use thiserror::Error;

pub type Result<T> = std::result::Result<T, AiError>;

#[derive(Debug, Error)]
pub enum AiError {
    #[error("Configuration error: {0}")]
    Config(String),

    #[error("Request timed out")]
    Timeout,

    #[error("Network error: {0}")]
    Network(String),

    #[error("API error (status {status}): {message}")]
    Api { status: u16, message: String },

    #[error("Parse error: {0}")]
    Parse(String),

    #[error("Empty response: {0}")]
    EmptyResponse(String),
}

impl From<reqwest::Error> for AiError {
    fn from(e: reqwest::Error) -> Self {
        if e.is_timeout() {
            AiError::Timeout
        } else {
            AiError::Network(e.to_string())
        }
    }
}

impl From<serde_json::Error> for AiError {
    fn from(e: serde_json::Error) -> Self {
        AiError::Parse(e.to_string())
    }
}
use std::fmt;

use chrono::{DateTime, Utc};
use serde::{Deserialize, Serialize};

/// Display format for item timestamps in notifications.
pub const DISPLAY_DATE_FORMAT: &str = "%d.%m.%Y %H:%M:%S";

#[derive(Debug, Clone, Copy, PartialEq, Eq, Hash, Serialize, Deserialize)]
#[serde(rename_all = "lowercase")]
pub enum Platform {
    Vk,
    Telegram,
}

impl Platform {
    /// Human-facing platform name.
    pub fn label(&self) -> &'static str {
        match self {
            Self::Vk => "VK",
            Self::Telegram => "Telegram",
        }
    }
}

impl fmt::Display for Platform {
    fn fmt(&self, f: &mut fmt::Formatter<'_>) -> fmt::Result {
        match self {
            Self::Vk => write!(f, "vk"),
            Self::Telegram => write!(f, "telegram"),
        }
    }
}

#[derive(Debug, Clone, Copy, PartialEq, Eq, Hash, Serialize, Deserialize)]
#[serde(rename_all = "lowercase")]
pub enum EntityKind {
    Group,
    User,
    Channel,
    Chat,
}

impl EntityKind {
    pub fn label(&self) -> &'static str {
        match self {
            Self::Group => "Group",
            Self::User => "User",
            Self::Channel => "Channel",
            Self::Chat => "Chat",
        }
    }
}

impl fmt::Display for EntityKind {
    fn fmt(&self, f: &mut fmt::Formatter<'_>) -> fmt::Result {
        match self {
            Self::Group => write!(f, "group"),
            Self::User => write!(f, "user"),
            Self::Channel => write!(f, "channel"),
            Self::Chat => write!(f, "chat"),
        }
    }
}

/// Resolved identity of a monitored source. Re-resolved every cycle.
#[derive(Debug, Clone, PartialEq, Eq)]
pub struct EntityDescriptor {
    pub id: i64,
    /// Signed id per platform convention (negative for VK communities).
    pub owner_id: i64,
    pub kind: EntityKind,
    pub display_name: String,
    pub canonical_url: String,
    /// Screen name / username, when the platform has one.
    pub handle: Option<String>,
}

impl EntityDescriptor {
    /// Dedup key: the absolute numeric owner id.
    pub fn entity_key(&self) -> String {
        self.owner_id.unsigned_abs().to_string()
    }
}

/// One post or message, as fetched. Lives for a single cycle.
#[derive(Debug, Clone, PartialEq)]
pub struct Item {
    pub id: i64,
    pub text: String,
    pub timestamp: Option<DateTime<Utc>>,
}

/// A keyword hit in one item.
#[derive(Debug, Clone, PartialEq, Serialize)]
pub struct Match {
    pub source: Platform,
    pub entity_kind: EntityKind,
    pub entity_name: String,
    pub entity_url: String,
    pub item_id: i64,
    pub owner_id: i64,
    /// Truncated item text.
    pub text: String,
    /// The item text as fetched, for enrichment.
    #[serde(skip)]
    pub full_text: String,
    /// In keyword-list order.
    pub keywords: Vec<String>,
    pub posted_at: Option<DateTime<Utc>>,
    pub url: String,
}

impl Match {
    pub fn display_date(&self) -> String {
        self.posted_at
            .map(|dt| dt.format(DISPLAY_DATE_FORMAT).to_string())
            .unwrap_or_else(|| "unknown".to_string())
    }
}

#[cfg(test)]
mod tests {
    use super::*;
    use chrono::TimeZone;

    #[test]
    fn entity_key_ignores_sign() {
        let group = EntityDescriptor {
            id: 1,
            owner_id: -1,
            kind: EntityKind::Group,
            display_name: "apiclub".into(),
            canonical_url: "https://vk.com/apiclub".into(),
            handle: Some("apiclub".into()),
        };
        assert_eq!(group.entity_key(), "1");
        assert_eq!(
            EntityDescriptor { owner_id: i64::MIN, ..group }.entity_key(),
            "9223372036854775808"
        );
    }

    #[test]
    fn display_date_uses_day_first_format() {
        let m = Match {
            source: Platform::Vk,
            entity_kind: EntityKind::Group,
            entity_name: "g".into(),
            entity_url: "u".into(),
            item_id: 1,
            owner_id: -1,
            text: String::new(),
            full_text: String::new(),
            keywords: vec![],
            posted_at: Some(Utc.with_ymd_and_hms(2024, 3, 9, 15, 4, 5).unwrap()),
            url: "u".into(),
        };
        assert_eq!(m.display_date(), "09.03.2024 15:04:05");
        assert_eq!(Match { posted_at: None, ..m }.display_date(), "unknown");
    }

    #[test]
    fn platform_serializes_lowercase() {
        assert_eq!(serde_json::to_string(&Platform::Telegram).unwrap(), "\"telegram\"");
        assert_eq!(Platform::Vk.to_string(), "vk");
        assert_eq!(Platform::Vk.label(), "VK");
    }
}
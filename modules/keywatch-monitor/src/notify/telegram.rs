use anyhow::Result;
use async_trait::async_trait;
use telegram_client::TelegramBot;

use crate::traits::MessageSink;

#[async_trait]
impl MessageSink for TelegramBot {
    async fn deliver(&self, recipient: i64, text: &str) -> Result<()> {
        self.send_html(recipient, text).await?;
        Ok(())
    }
}
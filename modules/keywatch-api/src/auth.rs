use std::sync::Arc;

use axum::{
    extract::{Request, State},
    http::{header, HeaderMap, HeaderValue, StatusCode},
    middleware::Next,
    response::{IntoResponse, Response},
};
use base64::Engine;
use tracing::warn;

use crate::AppState;

/// Reject `/api/*` requests without valid HTTP Basic credentials.
pub async fn require_admin(
    State(state): State<Arc<AppState>>,
    request: Request,
    next: Next,
) -> Response {
    if check_basic_auth(request.headers(), &state.admin_username, &state.admin_password) {
        return next.run(request).await;
    }

    warn!(path = %request.uri().path(), "Rejected unauthenticated admin request");
    let mut response = (StatusCode::UNAUTHORIZED, "Unauthorized").into_response();
    response.headers_mut().insert(
        header::WWW_AUTHENTICATE,
        HeaderValue::from_static("Basic realm=\"keywatch\""),
    );
    response
}

pub fn check_basic_auth(headers: &HeaderMap, username: &str, password: &str) -> bool {
    let Some(auth) = headers.get(header::AUTHORIZATION) else { return false };
    let Ok(auth_str) = auth.to_str() else { return false };
    let Some(encoded) = auth_str.strip_prefix("Basic ") else { return false };

    let Ok(decoded_bytes) = base64::engine::general_purpose::STANDARD.decode(encoded.trim()) else {
        return false;
    };
    let Ok(decoded) = String::from_utf8(decoded_bytes) else { return false };

    let expected = format!("{username}:{password}");
    constant_time_eq(decoded.as_bytes(), expected.as_bytes())
}

/// Length-leaking but content-constant comparison.
pub fn constant_time_eq(a: &[u8], b: &[u8]) -> bool {
    if a.len() != b.len() {
        return false;
    }
    a.iter().zip(b.iter()).fold(0u8, |acc, (x, y)| acc | (x ^ y)) == 0
}
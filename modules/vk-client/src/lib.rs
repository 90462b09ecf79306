pub mod error;
pub mod types;

pub use error::{Result, VkError};
pub use types::{Group, User, WallPage, WallPost};

use serde::de::DeserializeOwned;
use types::ApiEnvelope;

const BASE_URL: &str = "https://api.vk.com/method";

/// API version whose `groups.getById` still returns a plain array.
const API_VERSION: &str = "5.131";

/// `wall.get` refuses counts above this.
const MAX_WALL_COUNT: u32 = 100;

#[derive(Clone)]
pub struct VkClient {
    client: reqwest::Client,
    token: String,
    base_url: String,
}

impl VkClient {
    pub fn new(token: String) -> Self {
        Self {
            client: reqwest::Client::new(),
            token,
            base_url: BASE_URL.to_string(),
        }
    }

    /// Point the client at another endpoint (proxies, test servers).
    pub fn with_base_url(mut self, base_url: impl Into<String>) -> Self {
        self.base_url = base_url.into();
        self
    }

    async fn call<T: DeserializeOwned>(&self, method: &str, params: &[(&str, String)]) -> Result<T> {
        let url = format!("{}/{}", self.base_url, method);
        let resp = self
            .client
            .get(&url)
            .query(params)
            .query(&[("access_token", self.token.as_str()), ("v", API_VERSION)])
            .send()
            .await?;

        let status = resp.status();
        if !status.is_success() {
            let body = resp.text().await.unwrap_or_default();
            return Err(VkError::Http {
                status: status.as_u16(),
                message: body,
            });
        }

        let body = resp.text().await?;
        let envelope: ApiEnvelope<T> = serde_json::from_str(&body)?;
        if let Some(err) = envelope.error {
            tracing::debug!(method, code = err.error_code, message = %err.error_msg, "VK API error");
            return Err(VkError::Api {
                code: err.error_code,
                message: err.error_msg,
            });
        }

        envelope
            .response
            .ok_or_else(|| VkError::Parse(format!("{method}: neither response nor error in body")))
    }

    /// `groups.getById` for a numeric id or a screen name.
    pub async fn groups_get_by_id(&self, group_id: &str) -> Result<Vec<Group>> {
        self.call("groups.getById", &[("group_id", group_id.to_string())])
            .await
    }

    /// `users.get` for a numeric id or a domain, with the `domain` field requested.
    pub async fn users_get(&self, user_ids: &str) -> Result<Vec<User>> {
        self.call(
            "users.get",
            &[
                ("user_ids", user_ids.to_string()),
                ("fields", "domain".to_string()),
            ],
        )
        .await
    }

    /// `wall.get` for the newest `count` posts of a wall.
    /// `owner_id` is negative for communities and positive for users.
    pub async fn wall_get(&self, owner_id: i64, count: u32) -> Result<WallPage> {
        let count = count.clamp(1, MAX_WALL_COUNT);
        let page: WallPage = self
            .call(
                "wall.get",
                &[
                    ("owner_id", owner_id.to_string()),
                    ("count", count.to_string()),
                ],
            )
            .await?;
        tracing::debug!(owner_id, fetched = page.items.len(), total = page.count, "Fetched wall posts");
        Ok(page)
    }
}
use chrono::{DateTime, Utc};
use scraper::{ElementRef, Html, Node, Selector};

use crate::error::{Result, TelegramError};
use crate::types::{PreviewMessage, PreviewPage};

const PREVIEW_BASE_URL: &str = "https://t.me/s";

fn selector(css: &'static str) -> Selector {
    Selector::parse(css).expect("static selector is valid CSS")
}

/// Reader for the public web preview Telegram serves for open channels.
#[derive(Clone)]
pub struct ChannelPreview {
    client: reqwest::Client,
    base_url: String,
}

impl Default for ChannelPreview {
    fn default() -> Self {
        Self::new()
    }
}

impl ChannelPreview {
    pub fn new() -> Self {
        Self {
            client: reqwest::Client::new(),
            base_url: PREVIEW_BASE_URL.to_string(),
        }
    }

    pub fn with_base_url(mut self, base_url: impl Into<String>) -> Self {
        self.base_url = base_url.into();
        self
    }

    /// Fetch up to `limit` of the newest text messages, newest first.
    pub async fn recent_messages(&self, username: &str, limit: usize) -> Result<Vec<PreviewMessage>> {
        let url = format!("{}/{}", self.base_url, username);
        let resp = self.client.get(&url).send().await?;

        let status = resp.status();
        if !status.is_success() {
            return Err(TelegramError::Http {
                status: status.as_u16(),
                url,
            });
        }

        let html = resp.text().await?;
        let page = parse_preview(&html);
        if !page.has_feed {
            return Err(TelegramError::PreviewUnavailable(username.to_string()));
        }

        tracing::debug!(username, found = page.messages.len(), "Parsed channel preview");

        Ok(page.messages.into_iter().rev().take(limit).collect())
    }
}

/// Parse a `t.me/s/<name>` page. Messages without text are dropped.
pub fn parse_preview(html: &str) -> PreviewPage {
    let document = Html::parse_document(html);

    let feed_selector = selector(".tgme_channel_history");
    let message_selector = selector(".tgme_widget_message[data-post]");
    let text_selector = selector(".tgme_widget_message_text");
    let time_selector = selector(".tgme_widget_message_date time[datetime]");
    let title_selector = selector(".tgme_channel_info_header_title");
    let og_title_selector = selector("meta[property=\"og:title\"]");

    let title = document
        .select(&title_selector)
        .next()
        .map(|el| collapse_whitespace(&el.text().collect::<String>()))
        .filter(|t| !t.is_empty())
        .or_else(|| {
            document
                .select(&og_title_selector)
                .next()
                .and_then(|el| el.value().attr("content"))
                .map(str::to_string)
        });

    let has_feed = document.select(&feed_selector).next().is_some();

    let mut messages = Vec::new();
    for element in document.select(&message_selector) {
        let Some(id) = element
            .value()
            .attr("data-post")
            .and_then(|post| post.rsplit('/').next())
            .and_then(|id| id.parse::<i64>().ok())
        else {
            continue;
        };

        // Replies embed the quoted message's text under the same class.
        let Some(text_el) = element.select(&text_selector).find(|el| {
            !el.value()
                .classes()
                .any(|c| c == "js-message_reply_text")
        }) else {
            continue;
        };

        let text = element_text(text_el);
        if text.trim().is_empty() {
            continue;
        }

        let date = element
            .select(&time_selector)
            .next()
            .and_then(|el| el.value().attr("datetime"))
            .and_then(|raw| DateTime::parse_from_rfc3339(raw).ok())
            .map(|dt| dt.with_timezone(&Utc));

        messages.push(PreviewMessage { id, text, date });
    }

    PreviewPage {
        title,
        has_feed,
        messages,
    }
}

/// Text content with `<br>` turned into newlines.
fn element_text(element: ElementRef<'_>) -> String {
    let mut out = String::new();
    for node in element.descendants() {
        match node.value() {
            Node::Text(text) => out.push_str(text),
            Node::Element(el) if el.name() == "br" => out.push('\n'),
            _ => {}
        }
    }
    out.trim().to_string()
}

fn collapse_whitespace(s: &str) -> String {
    s.split_whitespace().collect::<Vec<_>>().join(" ")
}

#[cfg(test)]
mod tests {
    use super::*;

    const PAGE: &str = r#"
<html><head><meta property="og:title" content="City News"></head>
<body>
<div class="tgme_channel_info"><div class="tgme_channel_info_header_title"><span>City  News</span></div></div>
<section class="tgme_channel_history">
  <div class="tgme_widget_message" data-post="city_news/41">
    <div class="tgme_widget_message_text js-message_text">Old post<br>second line</div>
    <a class="tgme_widget_message_date"><time datetime="2024-05-01T10:00:00+00:00"></time></a>
  </div>
  <div class="tgme_widget_message" data-post="city_news/42">
    <div class="tgme_widget_message_reply">
      <div class="tgme_widget_message_text js-message_reply_text">quoted text</div>
    </div>
    <div class="tgme_widget_message_text js-message_text">Завтра <b>встреча</b> в 15:00</div>
    <a class="tgme_widget_message_date"><time datetime="2024-05-02T12:30:00+03:00"></time></a>
  </div>
  <div class="tgme_widget_message" data-post="city_news/43">
    <div class="tgme_widget_message_photo"></div>
  </div>
</section>
</body></html>"#;

    #[test]
    fn parses_messages_in_page_order() {
        let page = parse_preview(PAGE);
        assert!(page.has_feed);
        assert_eq!(page.title.as_deref(), Some("City News"));
        let ids: Vec<i64> = page.messages.iter().map(|m| m.id).collect();
        assert_eq!(ids, vec![41, 42]);
    }

    #[test]
    fn line_breaks_and_inline_markup_become_plain_text() {
        let page = parse_preview(PAGE);
        assert_eq!(page.messages[0].text, "Old post\nsecond line");
        assert_eq!(page.messages[1].text, "Завтра встреча в 15:00");
    }

    #[test]
    fn reply_quote_is_not_taken_as_message_text() {
        let page = parse_preview(PAGE);
        assert!(!page.messages[1].text.contains("quoted"));
    }

    #[test]
    fn message_date_is_normalized_to_utc() {
        let page = parse_preview(PAGE);
        let date = page.messages[1].date.unwrap();
        assert_eq!(date.to_rfc3339(), "2024-05-02T09:30:00+00:00");
    }

    #[test]
    fn landing_page_has_no_feed() {
        let html = r#"<html><head><meta property="og:title" content="Secret chat"></head>
            <body><div class="tgme_page_title">Secret chat</div></body></html>"#;
        let page = parse_preview(html);
        assert!(!page.has_feed);
        assert!(page.messages.is_empty());
        assert_eq!(page.title.as_deref(), Some("Secret chat"));
    }
}
mod client;
pub(crate) mod types;

use std::time::Duration;

use crate::error::{AiError, Result};
use client::OpenRouterClient;
use types::{ChatRequest, WireMessage};

const DEFAULT_TIMEOUT: Duration = Duration::from_secs(60);

/// Result of a single chat completion.
#[derive(Debug, Clone, PartialEq)]
pub struct ChatCompletion {
    pub content: String,
    pub model: String,
    pub total_tokens: Option<u32>,
}

#[derive(Clone)]
pub struct OpenRouter {
    client: OpenRouterClient,
    model: String,
    timeout: Duration,
    max_tokens: u32,
    temperature: f32,
}

impl OpenRouter {
    pub fn new(api_key: impl Into<String>, model: impl Into<String>) -> Self {
        Self {
            client: OpenRouterClient::new(api_key.into()),
            model: model.into(),
            timeout: DEFAULT_TIMEOUT,
            max_tokens: 4096,
            temperature: 0.0,
        }
    }

    pub fn with_app_name(mut self, name: impl Into<String>) -> Self {
        self.client.app_name = Some(name.into());
        self
    }

    pub fn with_site_url(mut self, url: impl Into<String>) -> Self {
        self.client.site_url = Some(url.into());
        self
    }

    /// Point the client at another OpenAI-compatible endpoint.
    pub fn with_base_url(mut self, base_url: impl Into<String>) -> Self {
        self.client.base_url = base_url.into();
        self
    }

    pub fn with_timeout(mut self, timeout: Duration) -> Self {
        self.timeout = timeout;
        self
    }

    pub fn with_max_tokens(mut self, max_tokens: u32) -> Self {
        self.max_tokens = max_tokens;
        self
    }

    pub fn with_temperature(mut self, temperature: f32) -> Self {
        self.temperature = temperature;
        self
    }

    /// Get the model name.
    pub fn model(&self) -> &str {
        &self.model
    }

    /// Send a single user message and return the first choice.
    pub async fn complete(&self, prompt: &str) -> Result<ChatCompletion> {
        self.send(vec![WireMessage::user(prompt)]).await
    }

    async fn send(&self, messages: Vec<WireMessage>) -> Result<ChatCompletion> {
        if !self.client.has_key() {
            return Err(AiError::Config("OpenRouter API key is not configured".into()));
        }

        let request = messages
            .into_iter()
            .fold(ChatRequest::new(&self.model), |req, msg| req.message(msg))
            .max_tokens(self.max_tokens)
            .temperature(self.temperature);

        let response = self.client.chat(&request, self.timeout).await?;

        let total_tokens = response.usage.as_ref().map(|u| u.total_tokens);
        match response.choices.into_iter().next() {
            Some(choice) => Ok(ChatCompletion {
                content: choice.message.content.unwrap_or_default().trim().to_string(),
                model: self.model.clone(),
                total_tokens,
            }),
            None => {
                let reason = response
                    .error
                    .and_then(|e| e.message)
                    .unwrap_or_else(|| "no choices returned".to_string());
                Err(AiError::EmptyResponse(reason))
            }
        }
    }
}
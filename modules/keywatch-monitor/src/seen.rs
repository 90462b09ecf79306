use std::collections::{HashMap, HashSet, VecDeque};

const DEFAULT_MAX_PER_ENTITY: usize = 1000;
const DEFAULT_KEEP_PER_ENTITY: usize = 500;

/// Item ids already handled, per entity. In memory only.
///
/// When an entity's set grows past `max_per_entity` it is cut back to the
/// `keep_per_entity` most recently marked ids.
#[derive(Debug)]
pub struct SeenStore {
    entities: HashMap<String, EntitySeen>,
    max_per_entity: usize,
    keep_per_entity: usize,
}

#[derive(Debug, Default)]
struct EntitySeen {
    ids: HashSet<i64>,
    order: VecDeque<i64>,
}

impl Default for SeenStore {
    fn default() -> Self {
        Self::new()
    }
}

impl SeenStore {
    pub fn new() -> Self {
        Self::with_limits(DEFAULT_MAX_PER_ENTITY, DEFAULT_KEEP_PER_ENTITY)
    }

    pub fn with_limits(max_per_entity: usize, keep_per_entity: usize) -> Self {
        Self {
            entities: HashMap::new(),
            max_per_entity,
            keep_per_entity: keep_per_entity.min(max_per_entity),
        }
    }

    pub fn has_seen(&self, entity_key: &str, item_id: i64) -> bool {
        self.entities
            .get(entity_key)
            .is_some_and(|e| e.ids.contains(&item_id))
    }

    /// Record `item_id`. Returns false if it was already recorded.
    pub fn mark_seen(&mut self, entity_key: &str, item_id: i64) -> bool {
        let entry = self.entities.entry(entity_key.to_string()).or_default();
        if !entry.ids.insert(item_id) {
            return false;
        }
        entry.order.push_back(item_id);

        if entry.ids.len() > self.max_per_entity {
            while entry.order.len() > self.keep_per_entity {
                if let Some(oldest) = entry.order.pop_front() {
                    entry.ids.remove(&oldest);
                }
            }
        }
        true
    }

    pub fn len(&self, entity_key: &str) -> usize {
        self.entities.get(entity_key).map_or(0, |e| e.ids.len())
    }

    pub fn entity_count(&self) -> usize {
        self.entities.len()
    }

    pub fn is_empty(&self) -> bool {
        self.entities.values().all(|e| e.ids.is_empty())
    }
}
● ● ●
## What to do
Using the listing above, locate the lines that hold "crate" and copy each one.

## Response area
use crate::traits::MessageSink;
use crate::AppState;
use crate::error::{Result, TelegramError};
use crate::types::{PreviewMessage, PreviewPage};
pub(crate) mod types;
use crate::error::{AiError, Result};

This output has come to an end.